* **Assigned task**
Copy every line that holds the string "Sender" from the data below.

* **Collected data entries**
┄┄┄┄┄┄┄┄┄┄┄┄┄┄┄┄┄┄┄┄
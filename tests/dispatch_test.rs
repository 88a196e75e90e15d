//! End-to-end dispatch tests over an in-memory database
//! Run with: cargo test --test dispatch_test

use std::sync::Arc;

use async_trait::async_trait;
use serde_json::{json, Map, Value};

use tourwise_chat::application::capabilities::default_registry;
use tourwise_chat::application::errors::ChatError;
use tourwise_chat::application::messaging::{Dispatcher, MessageParser};
use tourwise_chat::application::services::{ChatService, ListingService, SearchSettings, SessionSettings};
use tourwise_chat::domain::entities::{MessageType, NlQueryResult, Property, SearchFilters, Sender};
use tourwise_chat::domain::traits::QueryEngine;
use tourwise_chat::infrastructure::database::{Database, SeedReport};

/// Answers every question with the same rows
struct StubEngine {
    rows: Vec<Map<String, Value>>,
}

#[async_trait]
impl QueryEngine for StubEngine {
    async fn query(&self, _question: &str) -> Result<NlQueryResult, ChatError> {
        Ok(NlQueryResult {
            sql: "SELECT id, title FROM properties".to_string(),
            columns: vec!["id".to_string(), "title".to_string()],
            rows: self.rows.clone(),
            chat_response: Some("Here are some listings.".to_string()),
        })
    }

    async fn extract_filters(&self, _question: &str) -> Result<SearchFilters, ChatError> {
        Ok(SearchFilters::default())
    }
}

fn row(value: Value) -> Map<String, Value> {
    match value {
        Value::Object(map) => map,
        _ => Map::new(),
    }
}

fn setup(rows: Vec<Map<String, Value>>) -> (Dispatcher, Arc<ChatService>) {
    build(Database::in_memory().unwrap(), rows)
}

fn build(db: Database, rows: Vec<Map<String, Value>>) -> (Dispatcher, Arc<ChatService>) {
    db.seed_cbds(&mut SeedReport::default()).unwrap();
    let db = Arc::new(db);

    let listings = Arc::new(ListingService::new(
        db.clone(),
        Arc::new(StubEngine { rows }),
        SearchSettings::default(),
    ));
    let chat = Arc::new(ChatService::new(db.clone(), SessionSettings::default()));
    let dispatcher = Dispatcher::new(&default_registry(listings), chat.clone());
    (dispatcher, chat)
}

#[tokio::test]
async fn test_greeting_is_conversational() {
    let (dispatcher, _) = setup(Vec::new());

    let outcome = dispatcher.process("hello", None, None).await.unwrap();
    assert_eq!(outcome.response.message_type, MessageType::Greeting);
    assert!(outcome.response.success);
    assert_eq!(outcome.response.metadata["is_conversational"], json!(true));
    assert!(!outcome.session_id.is_empty());
}

#[tokio::test]
async fn test_property_search_enriches_engine_rows() {
    let db = Database::in_memory().unwrap();
    let id = db
        .add_property(
            &Property::new("Cheap flat in Avondale", "Avondale", "Harare")
                .with_type("apartment")
                .with_price(300.0),
            &["WiFi"],
        )
        .unwrap();
    let (dispatcher, _) = build(db, vec![row(json!({"id": id, "title": "Cheap flat in Avondale"}))]);

    let outcome = dispatcher.process("show me a cheap flat", None, None).await.unwrap();
    let response = outcome.response;
    assert_eq!(response.message_type, MessageType::PropertySearch);
    assert_eq!(response.content, "Here are some listings.");
    assert_eq!(response.metadata["search_method"], json!("nl_sql"));
    assert_eq!(response.property_count(), 1);
    assert_eq!(response.properties()[0]["suburb"], json!("Avondale"));
}

#[tokio::test]
async fn test_unmatched_message_falls_back_to_database_query() {
    let (dispatcher, _) = setup(Vec::new());

    let outcome = dispatcher.process("zxcv qwerty", None, None).await.unwrap();
    assert_eq!(outcome.response.message_type, MessageType::DatabaseQuery);
    assert!(outcome.response.success);
    assert_eq!(outcome.response.property_count(), 0);
}

#[tokio::test]
async fn test_messages_are_persisted_in_order() {
    let (dispatcher, chat) = setup(Vec::new());

    let first = dispatcher.process("hello", None, Some(7)).await.unwrap();
    let second = dispatcher
        .process("thanks", Some(&first.session_id), Some(7))
        .await
        .unwrap();
    assert_eq!(first.session_id, second.session_id);

    let history = chat.history(&first.session_id).await.unwrap();
    let senders: Vec<Sender> = history.iter().map(|m| m.sender).collect();
    assert_eq!(senders, vec![Sender::User, Sender::Bot, Sender::User, Sender::Bot]);
    assert_eq!(history[0].content, "hello");
    assert_eq!(history[0].message_type, "text");
    assert_eq!(history[3].message_type, "gratitude");

    let session = chat.get_session(&first.session_id).await.unwrap().unwrap();
    assert_eq!(session.title.as_deref(), Some("hello"));
    assert_eq!(session.user_id, Some(7));
    assert!(session.has_ai_response);
}

#[tokio::test]
async fn test_empty_message_is_rejected() {
    let (dispatcher, chat) = setup(Vec::new());

    let result = dispatcher.process("   ", None, None).await;
    assert!(matches!(result, Err(ChatError::InvalidInput(_))));
    assert!(chat.list_sessions(None, 10).await.unwrap().is_empty());
}

#[tokio::test]
async fn test_parser_limit_is_configurable() {
    let (dispatcher, _) = setup(Vec::new());
    let dispatcher = dispatcher.with_parser(MessageParser::new(10));

    let result = dispatcher.process("houses in avondale please", None, None).await;
    assert!(matches!(result, Err(ChatError::InvalidInput(_))));
    assert!(dispatcher.process("hello", None, None).await.is_ok());
}
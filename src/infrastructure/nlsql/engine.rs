use std::sync::Arc;

use async_trait::async_trait;
use serde_json::Value;

use super::intent::{parse_filters, INTENT_PROMPT};
use super::rewrite::{case_insensitive_property_type, ensure_required_columns, extract_sql, is_read_only};
use crate::application::errors::ChatError;
use crate::domain::entities::{NlQueryResult, SearchFilters};
use crate::domain::traits::{ListingStore, QueryEngine};
use crate::infrastructure::database::Database;
use crate::infrastructure::llm::{LLMConfig, LLMMessage, LLM};

pub const SUMMARY_FALLBACK: &str = "Here is what I found.";
const NO_ROWS_SUMMARY: &str = "I couldn't find anything matching that.";
const SUMMARY_ROWS: usize = 10;

const SCHEMA: &str = "SQLite schema:
properties(id, title, description, street_address, suburb, city, state_or_region, country, \
property_type, bedrooms, bathrooms, area, price, main_image, latitude, longitude, listing_type, is_paid, created_at)
amenities(id, name)
property_amenities(property_id, amenity_id)
property_images(id, property_id, image)
Only listings with is_paid = 1 are visible to users.";

const SUMMARY_PROMPT: &str = "You are Tourwise, a friendly assistant for a Zimbabwean property marketplace. \
Summarize the query results for the user in one or two short sentences. Do not mention SQL.";

/// NL-to-SQL engine: LLM generates SQL, the rewrite pass fixes it up, SQLite runs it
pub struct SqlQueryEngine {
    llm: Arc<dyn LLM>,
    db: Arc<Database>,
    config: LLMConfig,
}

impl SqlQueryEngine {
    pub fn new(llm: Arc<dyn LLM>, db: Arc<Database>, config: LLMConfig) -> Self {
        Self { llm, db, config }
    }

    async fn ask(&self, system: String, user: String) -> Result<String, ChatError> {
        let response = self
            .llm
            .chat(
                vec![LLMMessage::system(system), LLMMessage::user(user)],
                None,
                Some(self.config.temperature),
                self.config.max_tokens,
            )
            .await?;

        if let Some(usage) = response.usage {
            tracing::debug!(tokens = usage.total_tokens, model = %response.model, "LLM reply");
        }
        if response.truncated() {
            tracing::warn!("LLM reply hit the token limit");
        }
        Ok(response.content)
    }

    async fn generate_sql(&self, question: &str) -> Result<String, ChatError> {
        let system = format!("{}\n\n{}", self.config.system_prompt(), SCHEMA);
        let user = format!(
            "Question: {}\nReply with one SQLite SELECT statement only.",
            question
        );
        let reply = self.ask(system, user).await?;

        let sql = extract_sql(&reply);
        if sql.is_empty() {
            return Err(ChatError::Query("model returned no SQL".to_string()));
        }

        let sql = case_insensitive_property_type(&ensure_required_columns(&sql));
        if !is_read_only(&sql) {
            return Err(ChatError::Query(format!("refusing to run statement: {}", sql)));
        }
        Ok(sql)
    }

    async fn summarize(&self, question: &str, result: &NlQueryResult) -> String {
        if result.rows.is_empty() {
            return NO_ROWS_SUMMARY.to_string();
        }

        let sample: Vec<&serde_json::Map<String, Value>> = result.rows.iter().take(SUMMARY_ROWS).collect();
        let rows = serde_json::to_string(&sample).unwrap_or_default();
        let user = format!(
            "Question: {}\nRows returned: {}\nFirst rows: {}",
            question,
            result.rows.len(),
            rows
        );

        match self.ask(SUMMARY_PROMPT.to_string(), user).await {
            Ok(text) if !text.trim().is_empty() => text.trim().to_string(),
            Ok(_) => SUMMARY_FALLBACK.to_string(),
            Err(e) => {
                tracing::warn!("Summary request failed: {}", e);
                SUMMARY_FALLBACK.to_string()
            }
        }
    }
}

#[async_trait]
impl QueryEngine for SqlQueryEngine {
    async fn query(&self, question: &str) -> Result<NlQueryResult, ChatError> {
        let sql = self.generate_sql(question).await?;
        tracing::info!("SQL generated: {}", sql);

        let (columns, mut rows) = self.db.run_select(&sql)?;

        for row in rows.iter_mut() {
            if let Some(id) = row.get("id").and_then(Value::as_i64) {
                let images = self.db.images_for(id).await?;
                row.insert("property_images".to_string(), Value::from(images));
            }
        }

        let mut result = NlQueryResult {
            sql,
            columns,
            rows,
            chat_response: None,
        };
        result.chat_response = Some(self.summarize(question, &result).await);
        Ok(result)
    }

    async fn extract_filters(&self, question: &str) -> Result<SearchFilters, ChatError> {
        let reply = self.ask(INTENT_PROMPT.to_string(), question.to_string()).await?;
        let filters = parse_filters(&reply);
        tracing::debug!(filters = ?filters, "extracted filters");
        Ok(filters)
    }
}
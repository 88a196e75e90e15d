//! HTTP API (axum)
//!
//! All chat routes live under `/api/`. Middleware: CORS and request tracing.

pub mod error;
pub mod handlers;


use std::sync::Arc;

use axum::routing::{delete, get, post};
use axum::Router;
use tower_http::cors::{Any, CorsLayer};
use tower_http::trace::TraceLayer;

use crate::application::errors::ChatError;
use crate::application::messaging::Dispatcher;
use crate::application::services::{ChatService, ListingService};
use crate::infrastructure::config::ServerConfig;

pub use error::AppError;

/// Shared handler state
#[derive(Clone)]
pub struct AppState {
    pub dispatcher: Arc<Dispatcher>,
    pub chat: Arc<ChatService>,
    pub listings: Arc<ListingService>,
}

/// Build the API router with all routes and middleware
pub fn build_router(state: AppState, permissive_cors: bool) -> Router {
    let api_routes = Router::new()
        .route("/chat/query", post(handlers::chat_query))
        .route("/chat/sessions", get(handlers::list_sessions))
        .route("/chat/sessions/{id}", delete(handlers::delete_session))
        .route("/chat/sessions/{id}/messages", get(handlers::session_messages))
        .route("/chat/sessions/{id}/stream", get(handlers::stream_session))
        .route("/sql-query", post(handlers::sql_query));

    let mut router = Router::new()
        .nest("/api", api_routes)
        .route("/health", get(handlers::health));

    if permissive_cors {
        let cors = CorsLayer::new()
            .allow_origin(Any)
            .allow_methods(Any)
            .allow_headers(Any);
        router = router.layer(cors);
    }

    router.layer(TraceLayer::new_for_http()).with_state(state)
}

/// Bind and serve until the process is stopped
pub async fn serve(state: AppState, config: &ServerConfig) -> Result<(), ChatError> {
    let router = build_router(state, config.permissive_cors);

    let listener = tokio::net::TcpListener::bind(&config.bind)
        .await
        .map_err(|e| ChatError::Internal(format!("Failed to bind {}: {}", config.bind, e)))?;
    tracing::info!("Tourwise chat API listening on http://{}", config.bind);

    axum::serve(listener, router)
        .await
        .map_err(|e| ChatError::Internal(format!("Server error: {}", e)))
}
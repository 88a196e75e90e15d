//! LLM Configuration

use serde::{Deserialize, Serialize};

/// SQL assistant persona used by the query engine
pub const DEFAULT_SYSTEM_PROMPT: &str = "You are an expert SQL assistant for a property search app in Zimbabwe. \
Your job is to convert natural language into SQL queries that work with the database schema. \
The main table is 'properties' which contains columns like: title, suburb, city, price, property_type, description. \
The user might say things like: 'show me houses in Avondale under $500' or 'I want a flat in Harare with garden and WiFi'. \
Use proper WHERE clauses and lowercase string values when filtering by suburb, city, or property_type. \
Do not fabricate table or column names.";

/// LLM Provider type
#[derive(Debug, Clone, Copy, PartialEq, Eq, Default, Deserialize, Serialize)]
#[serde(rename_all = "lowercase")]
pub enum LLMProvider {
    #[default]
    Groq,
    OpenAI,
}

impl LLMProvider {
    pub fn parse(s: &str) -> Option<Self> {
        match s.trim().to_lowercase().as_str() {
            "groq" | "dev" => Some(Self::Groq),
            "openai" | "prod" => Some(Self::OpenAI),
            _ => None,
        }
    }
}

/// LLM Configuration
#[derive(Debug, Clone, Deserialize, Serialize)]
#[serde(rename_all = "kebab-case", default)]
pub struct LLMConfig {
    /// Default provider
    pub provider: LLMProvider,

    /// Provider-specific API keys
    pub groq_api_key: Option<String>,
    pub openai_api_key: Option<String>,

    /// Default model for each provider
    pub groq_model: Option<String>,
    pub openai_model: Option<String>,

    /// Default settings
    pub temperature: f32,
    pub max_tokens: Option<u32>,
    pub system_prompt: Option<String>,
}

impl Default for LLMConfig {
    fn default() -> Self {
        Self {
            provider: LLMProvider::Groq,
            groq_api_key: None,
            openai_api_key: None,
            groq_model: Some("llama3-8b-8192".to_string()),
            openai_model: Some("gpt-4".to_string()),
            temperature: 0.2,
            max_tokens: Some(512),
            system_prompt: Some(DEFAULT_SYSTEM_PROMPT.to_string()),
        }
    }
}

impl LLMConfig {
    /// Load from environment variables
    pub fn from_env() -> Self {
        let mut config = Self::default();
        config.apply_env();
        config
    }

    /// Override fields from environment variables
    pub fn apply_env(&mut self) {
        if let Ok(key) = std::env::var("GROQ_API_KEY") {
            self.groq_api_key = Some(key);
        }
        if let Ok(key) = std::env::var("OPENAI_API_KEY") {
            self.openai_api_key = Some(key);
        }

        // CHAT_ENV is the legacy dev/prod switch
        let provider = std::env::var("LLM_PROVIDER").or_else(|_| std::env::var("CHAT_ENV"));
        if let Some(p) = provider.ok().as_deref().and_then(LLMProvider::parse) {
            self.provider = p;
        }

        if let Ok(prompt) = std::env::var("LLM_SYSTEM_PROMPT") {
            self.system_prompt = Some(prompt);
        }

        if let Ok(temp) = std::env::var("LLM_TEMPERATURE") {
            if let Ok(t) = temp.parse() {
                self.temperature = t;
            }
        }
    }

    /// Get API key for a provider
    pub fn api_key(&self, provider: LLMProvider) -> Option<&str> {
        match provider {
            LLMProvider::Groq => self.groq_api_key.as_deref(),
            LLMProvider::OpenAI => self.openai_api_key.as_deref(),
        }
    }

    /// Get model for a provider
    pub fn model(&self, provider: LLMProvider) -> &str {
        match provider {
            LLMProvider::Groq => self.groq_model.as_deref().unwrap_or("llama3-8b-8192"),
            LLMProvider::OpenAI => self.openai_model.as_deref().unwrap_or("gpt-4"),
        }
    }

    pub fn system_prompt(&self) -> &str {
        self.system_prompt.as_deref().unwrap_or(DEFAULT_SYSTEM_PROMPT)
    }
}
┄┄┄┄┄┄┄┄┄┄┄┄┄┄┄┄┄┄┄┄
* **Exercise answer**
use tourwise_chat::domain::entities::{MessageType, NlQueryResult, Property, SearchFilters, Sender};
    let senders: Vec<Sender> = history.iter().map(|m| m.sender).collect();
    assert_eq!(senders, vec![Sender::User, Sender::Bot, Sender::User, Sender::Bot]);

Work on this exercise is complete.